## SOURCE INFORMATION
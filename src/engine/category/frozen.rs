// ==========================================
// 便利店智能补货系统 - 冷冻食品策略
// ==========================================
// 依据: Prediction_Engine_Specs_v1.2.md - 4.8 冷冻食品
// ==========================================
// 规则: 冷柜空间有限,库存上限 = 需求 × 上限天数
// ==========================================

use super::{StrategyContext, StrategyOutcome};
use crate::domain::prediction::CategoryPattern;

pub fn evaluate(ctx: &StrategyContext<'_>) -> StrategyOutcome {
    let cfg = ctx.config;
    let demand = ctx.adjusted_demand;
    let safety_days = cfg.frozen_safety_days;
    let max_stock = demand * cfg.frozen_max_stock_days;

    let mut outcome = StrategyOutcome::neutral(CategoryPattern::Frozen {
        safety_days,
        max_stock,
    });
    outcome.safety_stock = demand * safety_days;
    outcome.stock_cap = if max_stock > 0.0 { Some(max_stock) } else { None };
    outcome
}

#[cfg(test)]
mod tests {
    use super::super::tests_support::{context, product_with};
    use super::*;
    use crate::domain::types::CategoryGroup;

    #[test]
    fn test_cap_from_max_stock_days() {
        let product = product_with(130, 365, 1);
        let fixture = context(&product, CategoryGroup::Frozen, 3.0);
        let outcome = evaluate(&fixture.ctx());
        assert_eq!(outcome.stock_cap, Some(30.0)); // 3.0 × 10 天
        assert!((outcome.safety_stock - 4.5).abs() < 1e-9);
    }

    #[test]
    fn test_zero_demand_has_no_cap() {
        let product = product_with(130, 365, 1);
        let fixture = context(&product, CategoryGroup::Frozen, 0.0);
        let outcome = evaluate(&fixture.ctx());
        assert!(outcome.stock_cap.is_none());
    }
}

## WHAT IS EXPECTED
Throughout the listing above, count the lines where the word "crate" appears, then reply with that count and no other words.

## COMPLETED TASK
2